Topic: TLSv1.3 bad_record_mac alert
We're using WolfSSL v4.4.0 with the Atmel port, and the WolfSSL peer is sending a bad_record_mac alert when trying to do TLSv1.3 with a HAProxy 2.0.12 server. Our WolfSSL product is an embedded one which uses a Microchip (formerly Atmel) cryptographic hardware chip.
We see the alert when the WolfSSL peer downloads ~500KiB over HTTPS. The alert manifests itself in different ways:
When it occurs during connection establishment, we get a "bad certificate" error
During data transfer, we get a TCP connection reset as the peer side shuts down its end of the connection
I have not confirmed, but I believe the WolfSSL peer is always the one failing to validate the MAC of a message and responding with an alert sent to the HAProxy peer.

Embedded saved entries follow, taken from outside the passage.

//! Objective / Key Result types
//!
//! Read-only in this version: nothing in the crate mutates OKRs, they are
//! carried through the document and listed on request.

use serde::{Deserialize, Serialize};

/// A single measurable key result under an objective
#[derive(Debug, Clone, PartialEq, Serialize, Deserialize, Default)]
#[serde(default)]
pub struct KeyResult {
    /// Key result description
    pub kr: String,

    /// Starting value at the beginning of the cycle
    pub baseline: f64,

    /// Value to reach by the end of the cycle
    pub target: f64,

    /// Most recently recorded value
    pub current: f64,
}

/// An objective with its key results
#[derive(Debug, Clone, PartialEq, Serialize, Deserialize, Default)]
#[serde(default)]
pub struct Objective {
    pub id: String,

    /// Objective statement
    pub objective: String,

    pub owner: String,

    /// Cycle label this objective belongs to
    pub cycle: String,

    #[serde(rename = "keyResults")]
    pub key_results: Vec<KeyResult>,
}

The anomaly occurs pretty frequently when the WolfSSL peer is communicating from $job's network (nearly 50% of transfers fail to complete), but much less frequently when communicating via my home AT&T fiber ISP (<5% of transfers fail). The failure may occur at any point during the transfer.
Googling suggests several possible culprits:
One peer is using an old OpenSSL library with a known bug that causes this issue (disproven; HAProxy was built with OpenSSLv1.1.1)

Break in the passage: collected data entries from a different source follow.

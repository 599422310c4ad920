use clap::Parser;
use colored::*;
use eyre::{Context, Result, eyre};
use log::info;
use std::path::PathBuf;

use epmtrack::cli::{Cli, Command, OutputFormat};
use epmtrack::config::Config;
use epmtrack::domain::{STRATEGIES, Status, Task};
use epmtrack::metrics::Metrics;
use epmtrack::store::TaskStore;
use epmtrack::{AuthGate, export};

fn setup_logging() -> Result<()> {
    env_logger::Builder::from_default_env()
        .filter_level(log::LevelFilter::Warn)
        .parse_default_env()
        .init();
    Ok(())
}

/// Dashboard commands refuse to run without the durable auth flag
fn require_auth(gate: &AuthGate) -> Result<()> {
    if !gate.is_authenticated() {
        return Err(eyre!("Not logged in. Run `epm login -u <user> -p <password>` first."));
    }
    Ok(())
}

/// Accept either a full strategy label or its 1-based catalog number
fn resolve_strategy(raw: &str) -> String {
    if let Ok(n) = raw.trim().parse::<usize>() {
        if (1..=STRATEGIES.len()).contains(&n) {
            return STRATEGIES[n - 1].to_string();
        }
    }
    raw.to_string()
}

fn parse_status(raw: &str) -> Result<Status> {
    raw.parse::<Status>().map_err(|e| eyre!(e))
}

fn status_colored(status: Status) -> ColoredString {
    match status {
        Status::Done => status.label().green(),
        Status::InProgress => status.label().yellow(),
        Status::Blocked => status.label().red(),
        Status::NotStarted => status.label().dimmed(),
    }
}

fn print_task_line(task: &Task) {
    // Display clamps progress; storage does not
    let progress = task.progress.clamp(0, 100);
    let due = if task.due.is_empty() { "-" } else { &task.due };
    println!(
        "{}  {:<11}  {:>4}%  due {:<10}  {:<16}  {}",
        task.id.cyan(),
        status_colored(task.status),
        progress,
        due,
        task.owner,
        task.description
    );
}

fn main() -> Result<()> {
    setup_logging().context("Failed to setup logging")?;

    let cli = Cli::parse();
    let config = Config::load(cli.config.as_ref()).context("Failed to load configuration")?;
    let gate = AuthGate::new(config.auth_path());

    info!("epmtrack starting, data dir {}", config.data_dir.display());

    match cli.command {
        Command::Login { username, password } => {
            if gate.login(&username, &password)? {
                println!("{} Logged in as {}", "✓".green(), username.cyan());
            } else {
                return Err(eyre!("Login failed: invalid credentials"));
            }
        }
        Command::Logout => {
            gate.logout()?;
            println!("{} Logged out", "✓".green());
        }
        Command::List { filters, format } => {
            require_auth(&gate)?;
            let store = TaskStore::open(config.store_path())?;
            let filters = filters.to_filters();
            let visible = filters.apply(&store.current().tasks);
            match format {
                OutputFormat::Json => println!("{}", serde_json::to_string_pretty(&visible)?),
                OutputFormat::Text => {
                    println!("{} · {} of {} tasks", filters.describe().dimmed(), visible.len(), store.current().tasks.len());
                    for task in &visible {
                        print_task_line(task);
                    }
                }
            }
        }
        Command::Add {
            description,
            strategy,
            owner,
            start,
            due,
            status,
            progress,
            kpi,
            target,
            notes,
        } => {
            require_auth(&gate)?;
            let mut store = TaskStore::open(config.store_path())?;
            let task = Task {
                owner,
                start,
                due,
                status: parse_status(&status)?,
                progress,
                kpi,
                target,
                notes,
                ..Task::new(resolve_strategy(&strategy), description)
            };
            let id = task.id.clone();
            store.add(task)?;
            println!("{} Added task {}", "✓".green(), id.cyan());
        }
        Command::Edit {
            id,
            description,
            strategy,
            owner,
            start,
            due,
            status,
            progress,
            kpi,
            target,
            notes,
        } => {
            require_auth(&gate)?;
            let mut store = TaskStore::open(config.store_path())?;
            let Some(mut task) = store.current().tasks.iter().find(|t| t.id == id).cloned() else {
                // Unmatched ids are a quiet notice, not an error
                println!("{}", format!("No task with id {}", id).dimmed());
                return Ok(());
            };
            if let Some(v) = description {
                task.description = v;
            }
            if let Some(v) = strategy {
                task.strategy = resolve_strategy(&v);
            }
            if let Some(v) = owner {
                task.owner = v;
            }
            if let Some(v) = start {
                task.start = v;
            }
            if let Some(v) = due {
                task.due = v;
            }
            if let Some(v) = status {
                task.status = parse_status(&v)?;
            }
            if let Some(v) = progress {
                task.progress = v;
            }
            if let Some(v) = kpi {
                task.kpi = v;
            }
            if let Some(v) = target {
                task.target = v;
            }
            if let Some(v) = notes {
                task.notes = v;
            }
            store.update(task)?;
            println!("{} Updated task {}", "✓".green(), id.cyan());
        }
        Command::Remove { id } => {
            require_auth(&gate)?;
            let mut store = TaskStore::open(config.store_path())?;
            store.remove(&id)?;
            println!("{} Removed task {}", "✓".green(), id.cyan());
        }
        Command::Metrics { filters, format } => {
            require_auth(&gate)?;
            let store = TaskStore::open(config.store_path())?;
            let filters = filters.to_filters();
            let visible = filters.apply(&store.current().tasks);
            let metrics = Metrics::compute_today(&visible);
            match format {
                OutputFormat::Json => println!("{}", serde_json::to_string_pretty(&metrics)?),
                OutputFormat::Text => {
                    println!("{}", filters.describe().dimmed());
                    println!("  Total:       {}", metrics.total);
                    println!("  Done:        {}", metrics.done.to_string().green());
                    println!("  In Progress: {}", metrics.in_progress.to_string().yellow());
                    println!("  Blocked:     {}", metrics.blocked.to_string().red());
                    println!("  Not Started: {}", metrics.not_started);
                    println!("  Avg Progress: {}%", metrics.avg_progress);
                    println!("  Overdue:     {}", metrics.overdue.to_string().red());
                    println!("  Due in 7d:   {}", metrics.next7);
                }
            }
        }
        Command::Export { output } => {
            require_auth(&gate)?;
            let store = TaskStore::open(config.store_path())?;
            let csv = export::tasks_to_csv(&store.current().tasks);
            match output {
                Some(path) if path == PathBuf::from("-") => println!("{}", csv),
                other => {
                    let path = other.unwrap_or_else(|| PathBuf::from("epm_tasks.csv"));
                    std::fs::write(&path, csv).context(format!("Failed to write {}", path.display()))?;
                    println!(
                        "{} Exported {} tasks to {}",
                        "✓".green(),
                        store.current().tasks.len(),
                        path.display().to_string().cyan()
                    );
                }
            }
        }
        Command::Import { file } => {
            require_auth(&gate)?;
            let raw = std::fs::read_to_string(&file).context(format!("Failed to read {}", file.display()))?;
            let data = export::import_json(&raw)?;
            let mut store = TaskStore::open(config.store_path())?;
            let count = data.tasks.len();
            store.replace_all(data)?;
            println!("{} Imported {} tasks from {}", "✓".green(), count, file.display());
        }
        Command::Reset => {
            require_auth(&gate)?;
            let mut store = TaskStore::open(config.store_path())?;
            store.reset()?;
            println!("{} Data reset to the default template", "✓".green());
        }
        Command::Cycle { label } => {
            require_auth(&gate)?;
            let mut store = TaskStore::open(config.store_path())?;
            match label {
                Some(label) => {
                    store.set_cycle(&label)?;
                    println!("{} Cycle set to {}", "✓".green(), label.cyan());
                }
                None => println!("{}", store.current().cycle),
            }
        }
        Command::Okrs => {
            require_auth(&gate)?;
            let store = TaskStore::open(config.store_path())?;
            if store.current().okrs.is_empty() {
                println!("No objectives");
            }
            for obj in &store.current().okrs {
                println!("{} {} ({}, {})", obj.id.cyan(), obj.objective, obj.owner, obj.cycle.dimmed());
                for kr in &obj.key_results {
                    println!(
                        "    {}  baseline {} -> target {} · current {}",
                        kr.kr,
                        kr.baseline,
                        kr.target,
                        kr.current.to_string().yellow()
                    );
                }
            }
        }
        Command::Owners => {
            require_auth(&gate)?;
            let store = TaskStore::open(config.store_path())?;
            for owner in store.owners() {
                println!("{}", owner);
            }
        }
    }

    Ok(())
}
//! Configuration for epmtrack

use eyre::Result;
use serde::{Deserialize, Serialize};
use std::path::{Path, PathBuf};

#[derive(Debug, Clone, Serialize, Deserialize)]
pub struct Config {
    /// Directory holding the document file and the auth flag
    #[serde(default = "default_data_dir")]
    pub data_dir: PathBuf,
}

fn default_data_dir() -> PathBuf {
    dirs::data_local_dir()
        .unwrap_or_else(|| PathBuf::from("."))
        .join("epmtrack")
}

impl Default for Config {
    fn default() -> Self {
        Self {
            data_dir: default_data_dir(),
        }
    }
}

impl Config {
    /// Load config from file, or use defaults
    pub fn load(path: Option<&PathBuf>) -> Result<Self> {
        if let Some(config_path) = path {
            let content = std::fs::read_to_string(config_path)?;
            let config: Config = serde_yaml::from_str(&content)?;
            return Ok(config);
        }

        // Try default locations
        let default_paths = [
            dirs::config_dir().map(|p| p.join("epmtrack").join("config.yml")),
            Some(PathBuf::from("epmtrack.yml")),
        ];

        for path in default_paths.iter().flatten() {
            if path.exists() {
                let content = std::fs::read_to_string(path)?;
                let config: Config = serde_yaml::from_str(&content)?;
                return Ok(config);
            }
        }

        Ok(Config::default())
    }

    /// Save config to file
    pub fn save(&self, path: &Path) -> Result<()> {
        let content = serde_yaml::to_string(self)?;
        std::fs::write(path, content)?;
        Ok(())
    }

    /// Path of the JSON document file
    pub fn store_path(&self) -> PathBuf {
        self.data_dir.join(crate::STORE_FILE)
    }

    /// Path of the auth flag file
    pub fn auth_path(&self) -> PathBuf {
        self.data_dir.join(crate::AUTH_FLAG_FILE)
    }
}
//! epmtrack - local task tracker for an organizational productivity program
//!
//! A single-user dashboard backend: a persistent document of tasks grouped
//! by strategic pillar plus OKR data, with filter/metrics derivation and
//! CSV/JSON export-import. All state lives in one JSON document under a
//! local data directory; every mutation rewrites the whole document.
//!
//! # Architecture
//!
//! ```text
//! <data_dir>/
//! ├── epmData_v1.json   # the whole document: {cycle, tasks[], okrs[]}
//! └── epm-auth          # "true" while logged in
//! ```
//!
//! Derivation order mirrors the dashboard: filters select a task
//! subsequence, metrics aggregate over that subsequence.
//!
//! # Example
//!
//! ```ignore
//! use epmtrack::{Filters, Metrics, TaskStore};
//!
//! let mut store = TaskStore::open("data/epmData_v1.json")?;
//! let filters = Filters { status: "Blocked".into(), ..Default::default() };
//! let visible = filters.apply(&store.current().tasks);
//! let metrics = Metrics::compute_today(&visible);
//! ```

pub mod auth;
pub mod cli;
pub mod config;
pub mod domain;
pub mod export;
pub mod filter;
pub mod metrics;
pub mod store;

pub use auth::AuthGate;
pub use config::Config;
pub use domain::{AppData, KeyResult, Objective, STRATEGIES, Status, Task, default_data};
pub use export::{CSV_HEADER, import_json, tasks_from_csv, tasks_to_csv};
pub use filter::Filters;
pub use metrics::{Metrics, today_string};
pub use store::TaskStore;

/// File name of the persisted document inside the data directory
pub const STORE_FILE: &str = "epmData_v1.json";

/// File name of the auth flag inside the data directory
pub const AUTH_FLAG_FILE: &str = "epm-auth";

The peer sending the bad message is using OpenSSL incorrectly in a multithreaded application (unlikely; HAProxy was designed as a multithreaded application)
TCP packet corruption (unlikely, as TCP checksumming should rarely allow a bad packet to pass a checksum check)
Questions:
Could a sporadic crytpo operation failure cause this behavior?
If the WolfSSL peer is only receiving corrupt messages, would that exonerate our WolfSSL peer from blame?
Any tips on pinpointing the culprit?
Thanks in advance!